Taking part in Friday's meeting were: African Development Bank President Donald Kaberuka, Asian Development Bank President Haruhiko Kuroda, European Bank for Reconstruction and Development President Thomas Mirow, European Investment Bank President Philippe Maystadt, Inter-American Development Bank Vice President Roberto Vellutini, International Monetary Fund Deputy Managing Director Murillo Portugal. For the World Bank Group, Lars Thunell, executive vice president and CEO, International Finance Corporation.
After the Bonn talks conclude on Sunday, the next climate negotiating session to open will be the Major Economies Forum on Energy and Climate at the U.S. State Department in Washington April 18 through 19.
Deputy National Security Advisor for International Economic Affairs Michael Froman will serve as chair. U.S. Special Envoy for Climate Change Todd Stern will lead U.S. participation. The meeting will take place at the level of leaders' representatives.

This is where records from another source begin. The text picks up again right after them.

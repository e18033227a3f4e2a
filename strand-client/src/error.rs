//! Client error types
//!
//! Every failure leaving the client is normalized into [`ClientError`] by
//! [`convert_known_errors`]. The remote service reports several conditions
//! only through message text; the literals it is matched against live here.

use std::error::Error as StdError;
use std::fmt;
use strand_core::upload_id::InvalidUploadId;
use strand_core::{RpcError, StatusCode, StrandError};
use thiserror::Error;

const BANDWIDTH_LIMIT_SUFFIX: &str = "Exceeded Usage Limit";
const RATE_LIMIT_SUFFIX: &str = "Too Many Requests";
const BUCKET_NOT_FOUND_PREFIX: &str = "bucket not found";
const OBJECT_NOT_FOUND_PREFIX: &str = "object not found";

/// Which limit a resource-exhausted response hit
#[derive(Error, Debug, Clone, Copy, PartialEq, Eq)]
pub enum Exhaustion {
    #[error("too many requests")]
    TooManyRequests,

    #[error("bandwidth limit exceeded")]
    BandwidthLimitExceeded,
}

#[derive(Error, Debug)]
pub enum ClientError {
    #[error("bucket name invalid ({0:?})")]
    BucketNameInvalid(String),

    #[error("object key invalid ({0:?})")]
    ObjectKeyInvalid(String),

    #[error("upload ID invalid")]
    UploadIdInvalid,

    #[error("bucket not found ({0:?})")]
    BucketNotFound(String),

    #[error("object not found ({0:?})")]
    ObjectNotFound(String),

    #[error("permission denied ({0})")]
    PermissionDenied(String),

    #[error("{0}")]
    ResourceExhausted(#[source] Exhaustion),

    /// Part upload already committed or aborted
    #[error("upload done: {0}")]
    UploadDone(&'static str),

    #[error("part number {0} should be less than max(i32)")]
    PartNumberOutOfRange(u32),

    #[error("end of stream")]
    EndOfStream,

    #[error(transparent)]
    Joined(Box<JoinedError>),

    #[error("{0}")]
    Wrapped(#[source] StrandError),
}

/// Coarse classification of a [`ClientError`]
#[derive(Debug, Clone, Copy, PartialEq, Eq, Hash)]
pub enum ErrorKind {
    BucketNameInvalid,
    ObjectKeyInvalid,
    UploadIdInvalid,
    BucketNotFound,
    ObjectNotFound,
    PermissionDenied,
    TooManyRequests,
    BandwidthLimitExceeded,
    UploadDone,
    PartNumberOutOfRange,
    EndOfStream,
    Canceled,
    Other,
}

impl From<InvalidUploadId> for ClientError {
    fn from(_: InvalidUploadId) -> Self {
        ClientError::UploadIdInvalid
    }
}

impl ClientError {
    pub fn kind(&self) -> ErrorKind {
        match self {
            ClientError::BucketNameInvalid(_) => ErrorKind::BucketNameInvalid,
            ClientError::ObjectKeyInvalid(_) => ErrorKind::ObjectKeyInvalid,
            ClientError::UploadIdInvalid => ErrorKind::UploadIdInvalid,
            ClientError::BucketNotFound(_) => ErrorKind::BucketNotFound,
            ClientError::ObjectNotFound(_) => ErrorKind::ObjectNotFound,
            ClientError::PermissionDenied(_) => ErrorKind::PermissionDenied,
            ClientError::ResourceExhausted(Exhaustion::TooManyRequests) => ErrorKind::TooManyRequests,
            ClientError::ResourceExhausted(Exhaustion::BandwidthLimitExceeded) => ErrorKind::BandwidthLimitExceeded,
            ClientError::UploadDone(_) => ErrorKind::UploadDone,
            ClientError::PartNumberOutOfRange(_) => ErrorKind::PartNumberOutOfRange,
            ClientError::EndOfStream => ErrorKind::EndOfStream,
            ClientError::Joined(joined) => joined.main.kind(),
            ClientError::Wrapped(StrandError::Canceled) => ErrorKind::Canceled,
            ClientError::Wrapped(_) => ErrorKind::Other,
        }
    }

    pub fn is(&self, kind: ErrorKind) -> bool {
        self.kind() == kind
    }

    /// Status code of the remote error behind this one, if any
    pub fn rpc_code(&self) -> Option<StatusCode> {
        match self {
            ClientError::ResourceExhausted(_) => Some(StatusCode::ResourceExhausted),
            ClientError::Joined(joined) => Some(joined.code),
            ClientError::Wrapped(err) => first_rpc_code(err),
            _ => None,
        }
    }

    pub fn is_rpc(&self, code: StatusCode) -> bool {
        self.rpc_code() == Some(code)
    }

    /// The composite error, when this is a permission failure reported by
    /// the remote service
    pub fn joined(&self) -> Option<&JoinedError> {
        match self {
            ClientError::Joined(joined) => Some(joined),
            _ => None,
        }
    }

    /// Find an error of type `E` in the cause chain. A composite error
    /// searches both of its chains.
    pub fn downcast_ref<E: StdError + 'static>(&self) -> Option<&E> {
        self.roots()
            .into_iter()
            .flat_map(chain)
            .find_map(|err| err.downcast_ref::<E>())
    }

    /// Whether an error equal to `target` appears in the cause chain. A
    /// composite error searches both of its chains.
    pub fn matches<E: StdError + PartialEq + 'static>(&self, target: &E) -> bool {
        self.roots()
            .into_iter()
            .flat_map(chain)
            .any(|err| err.downcast_ref::<E>() == Some(target))
    }

    fn roots(&self) -> Vec<&(dyn StdError + 'static)> {
        match self {
            ClientError::Joined(joined) => joined.ungroup().to_vec(),
            other => vec![other as &(dyn StdError + 'static)],
        }
    }
}

fn chain<'a>(start: &'a (dyn StdError + 'static)) -> impl Iterator<Item = &'a (dyn StdError + 'static)> {
    std::iter::successors(Some(start), |&err| err.source())
}

fn first_rpc_code(err: &StrandError) -> Option<StatusCode> {
    match err {
        StrandError::Combined(errors) => errors.iter().find_map(first_rpc_code),
        other => other.rpc_code(),
    }
}

/// Permission failure that keeps the original remote error alongside the
/// normalized one, so code matching either of them keeps working.
#[derive(Debug)]
pub struct JoinedError {
    main: ClientError,
    alt: StrandError,
    code: StatusCode,
}

impl JoinedError {
    pub fn code(&self) -> StatusCode {
        self.code
    }

    /// The normalized error
    pub fn main(&self) -> &ClientError {
        &self.main
    }

    /// The error as the remote service reported it
    pub fn original(&self) -> &StrandError {
        &self.alt
    }

    pub fn ungroup(&self) -> [&(dyn StdError + 'static); 2] {
        [&self.main as &(dyn StdError + 'static), &self.alt]
    }
}

impl fmt::Display for JoinedError {
    fn fmt(&self, f: &mut fmt::Formatter<'_>) -> fmt::Result {
        fmt::Display::fmt(&self.main, f)
    }
}

impl StdError for JoinedError {
    fn source(&self) -> Option<&(dyn StdError + 'static)> {
        Some(&self.main)
    }
}

/// Normalize a low-level failure for an operation on `bucket`/`key`.
///
/// A combined failure is reported as its first member that maps to a known
/// error, or wrapped whole when none does.
pub fn convert_known_errors(err: StrandError, bucket: &str, key: &str) -> ClientError {
    let known = match &err {
        StrandError::Combined(errors) => errors.iter().find_map(|e| known_error(e, bucket, key)),
        other => known_error(other, bucket, key),
    };
    known.unwrap_or(ClientError::Wrapped(err))
}

fn known_error(err: &StrandError, bucket: &str, key: &str) -> Option<ClientError> {
    match err {
        StrandError::EndOfStream => Some(ClientError::EndOfStream),
        StrandError::NoBucket => Some(ClientError::BucketNameInvalid(bucket.to_string())),
        StrandError::NoPath => Some(ClientError::ObjectKeyInvalid(key.to_string())),
        StrandError::BucketNotFound(_) => Some(ClientError::BucketNotFound(bucket.to_string())),
        StrandError::ObjectNotFound(_) => Some(ClientError::ObjectNotFound(key.to_string())),
        StrandError::MissingEncryptionBase(_) | StrandError::MissingDecryptionBase(_) => {
            Some(ClientError::PermissionDenied(format!("{:?}", key)))
        }
        StrandError::Rpc(rpc) => known_rpc_error(rpc, bucket, key),
        _ => None,
    }
}

fn known_rpc_error(rpc: &RpcError, bucket: &str, key: &str) -> Option<ClientError> {
    let message = rpc.message.as_str();
    match rpc.code {
        StatusCode::ResourceExhausted => {
            if message.ends_with(BANDWIDTH_LIMIT_SUFFIX) {
                Some(ClientError::ResourceExhausted(Exhaustion::BandwidthLimitExceeded))
            } else if message.ends_with(RATE_LIMIT_SUFFIX) {
                Some(ClientError::ResourceExhausted(Exhaustion::TooManyRequests))
            } else {
                None
            }
        }
        StatusCode::NotFound => {
            if let Some(rest) = message.strip_prefix(BUCKET_NOT_FOUND_PREFIX) {
                let name = rest.strip_prefix(": ").filter(|name| !name.is_empty()).unwrap_or(bucket);
                Some(ClientError::BucketNotFound(name.to_string()))
            } else if message.starts_with(OBJECT_NOT_FOUND_PREFIX) {
                Some(ClientError::ObjectNotFound(key.to_string()))
            } else {
                None
            }
        }
        StatusCode::PermissionDenied => {
            let alt = StrandError::Rpc(rpc.clone());
            Some(ClientError::Joined(Box::new(JoinedError {
                main: ClientError::PermissionDenied(alt.to_string()),
                alt,
                code: rpc.code,
            })))
        }
        _ => None,
    }
}

#[cfg(test)]
mod tests {
    use super::*;

    fn rpc(code: StatusCode, message: &str) -> StrandError {
        StrandError::Rpc(RpcError::new(code, message))
    }

    #[test]
    fn test_end_of_stream_passes_through() {
        let err = convert_known_errors(StrandError::EndOfStream, "b", "k");
        assert!(err.is(ErrorKind::EndOfStream));
    }

    #[test]
    fn test_validation_errors_carry_offending_value() {
        let err = convert_known_errors(StrandError::NoBucket, "", "k");
        assert!(matches!(&err, ClientError::BucketNameInvalid(b) if b.is_empty()));
        assert_eq!(err.to_string(), "bucket name invalid (\"\")");

        let err = convert_known_errors(StrandError::NoPath, "b", "");
        assert!(err.is(ErrorKind::ObjectKeyInvalid));
    }

    #[test]
    fn test_local_not_found_uses_context() {
        let err = convert_known_errors(StrandError::BucketNotFound("x".into()), "b", "k");
        assert!(matches!(err, ClientError::BucketNotFound(b) if b == "b"));

        let err = convert_known_errors(StrandError::ObjectNotFound("x".into()), "b", "k");
        assert!(matches!(err, ClientError::ObjectNotFound(k) if k == "k"));
    }

    #[test]
    fn test_missing_key_material_is_permission_denied() {
        for err in [
            StrandError::MissingEncryptionBase("b".into()),
            StrandError::MissingDecryptionBase("b".into()),
        ] {
            let err = convert_known_errors(err, "b", "secret.txt");
            assert!(err.is(ErrorKind::PermissionDenied));
            assert!(err.rpc_code().is_none());
        }
    }

    #[test]
    fn test_resource_exhausted_by_suffix() {
        let err = convert_known_errors(
            rpc(StatusCode::ResourceExhausted, "project: Exceeded Usage Limit"),
            "b",
            "k",
        );
        assert!(err.is(ErrorKind::BandwidthLimitExceeded));
        assert!(err.is_rpc(StatusCode::ResourceExhausted));
        assert!(err.matches(&Exhaustion::BandwidthLimitExceeded));

        let err = convert_known_errors(rpc(StatusCode::ResourceExhausted, "Too Many Requests"), "b", "k");
        assert!(err.is(ErrorKind::TooManyRequests));

        // unknown wording keeps the original error
        let err = convert_known_errors(rpc(StatusCode::ResourceExhausted, "disk full"), "b", "k");
        assert!(err.is(ErrorKind::Other));
        assert!(err.is_rpc(StatusCode::ResourceExhausted));
        assert_eq!(err.to_string(), "rpc error: disk full");
    }

    #[test]
    fn test_remote_bucket_not_found_recovers_name() {
        let err = convert_known_errors(rpc(StatusCode::NotFound, "bucket not found: photos"), "b", "k");
        assert!(matches!(&err, ClientError::BucketNotFound(b) if b == "photos"));

        // no name in the message
        let err = convert_known_errors(rpc(StatusCode::NotFound, "bucket not found"), "b", "k");
        assert!(matches!(&err, ClientError::BucketNotFound(b) if b == "b"));

        let err = convert_known_errors(rpc(StatusCode::NotFound, "object not found: xyz"), "b", "k");
        assert!(matches!(&err, ClientError::ObjectNotFound(k) if k == "k"));

        let err = convert_known_errors(rpc(StatusCode::NotFound, "segment not found"), "b", "k");
        assert!(err.is(ErrorKind::Other));
        assert!(err.is_rpc(StatusCode::NotFound));
    }

    #[test]
    fn test_permission_denied_matches_both_representations() {
        let original = RpcError::permission_denied("access denied for path");
        let err = convert_known_errors(StrandError::Rpc(original.clone()), "b", "k");

        assert!(err.is(ErrorKind::PermissionDenied));
        assert!(err.is_rpc(StatusCode::PermissionDenied));
        assert!(err.matches(&original));
        assert_eq!(err.downcast_ref::<RpcError>(), Some(&original));
        assert!(err.downcast_ref::<StrandError>().is_some());

        let joined = err.joined().unwrap();
        assert_eq!(joined.code(), StatusCode::PermissionDenied);
        assert_eq!(joined.code().as_u64(), 7);
        assert!(joined.main().is(ErrorKind::PermissionDenied));
        assert_eq!(joined.ungroup().len(), 2);

        // unwraps to the normalized error
        let source = err.source().unwrap().downcast_ref::<ClientError>().unwrap();
        assert!(source.is(ErrorKind::PermissionDenied));
        assert_eq!(err.to_string(), "permission denied (rpc error: access denied for path)");
    }

    #[test]
    fn test_combined_picks_first_known_member() {
        let err = convert_known_errors(
            StrandError::Combined(vec![
                StrandError::Internal("flush failed".into()),
                rpc(StatusCode::NotFound, "object not found: s"),
            ]),
            "b",
            "k",
        );
        assert!(err.is(ErrorKind::ObjectNotFound));

        let err = convert_known_errors(
            StrandError::Combined(vec![StrandError::Internal("a".into()), StrandError::Canceled]),
            "b",
            "k",
        );
        assert!(matches!(err, ClientError::Wrapped(StrandError::Combined(ref e)) if e.len() == 2));
    }

    #[test]
    fn test_cancellation_kind() {
        let err = convert_known_errors(StrandError::Canceled, "b", "k");
        assert!(err.is(ErrorKind::Canceled));
        assert!(err.downcast_ref::<StrandError>().is_some());
    }

    #[test]
    fn test_invalid_upload_id_conversion() {
        let err: ClientError = strand_core::upload_id::decode("0OIl").unwrap_err().into();
        assert!(err.is(ErrorKind::UploadIdInvalid));
        assert_eq!(err.to_string(), "upload ID invalid");
    }
}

This forum is intended to "facilitate a candid dialogue among major developed and developing economies to make progress in meeting the climate change and clean energy challenge, and advance the exploration of concrete initiatives and joint ventures that increase the supply of clean energy while cutting greenhouse gas emissions," according to the State Department.
The 17 major economies that are members of the Major Economies Forum are: Australia, Brazil, Canada, China, the European Union, France, Germany, India, Indonesia, Italy, Japan, Korea, Mexico, Russia, South Africa, the United Kingdom, and the United States.
The Bolivian government is convening the World People's Conference on Climate Change and the Rights of Mother Earth on April 19 through 22 in Cochabamba. This conference aims to allow civil society and government representatives to coalesce around common, just demands in order to give a new impetus and direction to the UN talks on climate change, organizers say.
The Bolivian conference has 17 working groups which will produce proposals on, for instance, the dangers of carbon markets, the Kyoto protocol, forests, agriculture and food sovereignty.
Another official negotiating round hosted by the UNFCCC in Bonn is scheduled for May.